- What you will do
The entries below contain a stretch that opens with the line containing "SQL templates whose" and closes with the line containing "pub mod sql;"; set down that stretch exactly, both ends included, and nothing else.

[Dataset entries]
^^^^^^^^^^^^^^^^

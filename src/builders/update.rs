use crate::builders::{push_clause, Clauses};
use crate::error::{DbalError, Result};
use crate::sql::{encode, Dialect};
use crate::types::ValueMap;

/// Builds `UPDATE <table> SET <col = value, ...> [WHERE] [ORDER BY] [LIMIT]`.
///
/// PostgreSQL has no `UPDATE ... LIMIT` or `UPDATE ... ORDER BY`; there a
/// limited update selects its rows in a `ctid` subquery and an unlimited one
/// drops the ordering. `clauses.group` is ignored.
pub fn build_update(
    dialect: Dialect,
    table: &str,
    data: &ValueMap,
    clauses: &Clauses,
) -> Result<String> {
    if data.is_empty() {
        return Err(DbalError::InvalidStatement(
            "UPDATE needs at least one column".to_string(),
        ));
    }

    let table = dialect.quote_identifier(table);
    let assignments = data
        .iter()
        .map(|(column, value)| {
            Ok(format!(
                "{} = {}",
                dialect.quote_identifier(column),
                encode(value, dialect)?
            ))
        })
        .collect::<Result<Vec<_>>>()?;

    let mut sql = format!("UPDATE {} SET {}", table, assignments.join(", "));

    let has_limit = clauses
        .limit
        .as_deref()
        .is_some_and(|l| !l.trim().is_empty());

    if has_limit && !dialect.supports_update_limit() {
        let mut subquery = format!("SELECT ctid FROM {}", table);
        push_clause(&mut subquery, "WHERE", clauses.where_.as_deref());
        push_clause(&mut subquery, "ORDER BY", clauses.order.as_deref());
        push_clause(&mut subquery, "LIMIT", clauses.limit.as_deref());
        sql.push_str(" WHERE ctid IN (");
        sql.push_str(&subquery);
        sql.push(')');
    } else {
        push_clause(&mut sql, "WHERE", clauses.where_.as_deref());
        if dialect.supports_update_limit() {
            push_clause(&mut sql, "ORDER BY", clauses.order.as_deref());
            push_clause(&mut sql, "LIMIT", clauses.limit.as_deref());
        }
    }

    Ok(sql)
}
//! dbal - A database abstraction layer with a backend-agnostic driver contract
//!
//! A [`Driver`] wraps one connection. Statements are SQL templates whose
//! `<HOST>`, `<USER>`, `<DATABASE>` and `<PREFIX>` placeholders and
//! `{name}` variables are filled in before they reach the backend.
//!
//! # Example
//! ```ignore
//! use dbal::{ConnectionParams, DatabaseDriver, PostgresDriver, QueryParams, ValueMap};
//!
//! // Connect to database
//! let params = ConnectionParams::new("localhost", "cms", "secret", "site").with_prefix("fc_");
//! let mut db = PostgresDriver::connect_postgres(params).await?;
//!
//! // Insert a row into fc_users
//! db.insert("users", &ValueMap::new().with("name", "John")).await?;
//! let id = db.insert_id();
//!
//! // Read it back
//! let mut result = db
//!     .select("users", "id, name", &QueryParams::new().where_("id = {id}").var("id", id as i64))
//!     .await?;
//! let row = result.fetch_assoc()?;
//! ```

pub mod builders;
pub mod clauses;
pub mod config;
pub mod drivers;
pub mod error;
pub mod sql;
pub mod traits;
pub mod types;

mod driver;

// Re-export main types for convenient access
pub use clauses::QueryParams;
pub use config::ConnectionParams;
pub use driver::Driver;
pub use drivers::{PostgresDriver, TokioPostgresBackend};
pub use error::{DbalError, ErrorInfo, Result};
pub use sql::Dialect;
pub use traits::{Backend, DatabaseDriver};
pub use types::{
    FetchMode, FetchedRow, QueryOutcome, ResultSet, Row, SqlValue, TxFailure, TxOutcome,
    ValueMap,
};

^^^^^^^^^^^^^^^^

- Answer for this exercise
//! A [`Driver`] wraps one connection. Statements are SQL templates whose
//! `<HOST>`, `<USER>`, `<DATABASE>` and `<PREFIX>` placeholders and
//! `{name}` variables are filled in before they reach the backend.
//!
//! # Example
//! ```ignore
//! use dbal::{ConnectionParams, DatabaseDriver, PostgresDriver, QueryParams, ValueMap};
//!
//! // Connect to database
//! let params = ConnectionParams::new("localhost", "cms", "secret", "site").with_prefix("fc_");
//! let mut db = PostgresDriver::connect_postgres(params).await?;
//!
//! // Insert a row into fc_users
//! db.insert("users", &ValueMap::new().with("name", "John")).await?;
//! let id = db.insert_id();
//!
//! // Read it back
//! let mut result = db
//!     .select("users", "id, name", &QueryParams::new().where_("id = {id}").var("id", id as i64))
//!     .await?;
//! let row = result.fetch_assoc()?;
//! ```

pub mod builders;
pub mod clauses;
pub mod config;
pub mod drivers;
pub mod error;
pub mod sql;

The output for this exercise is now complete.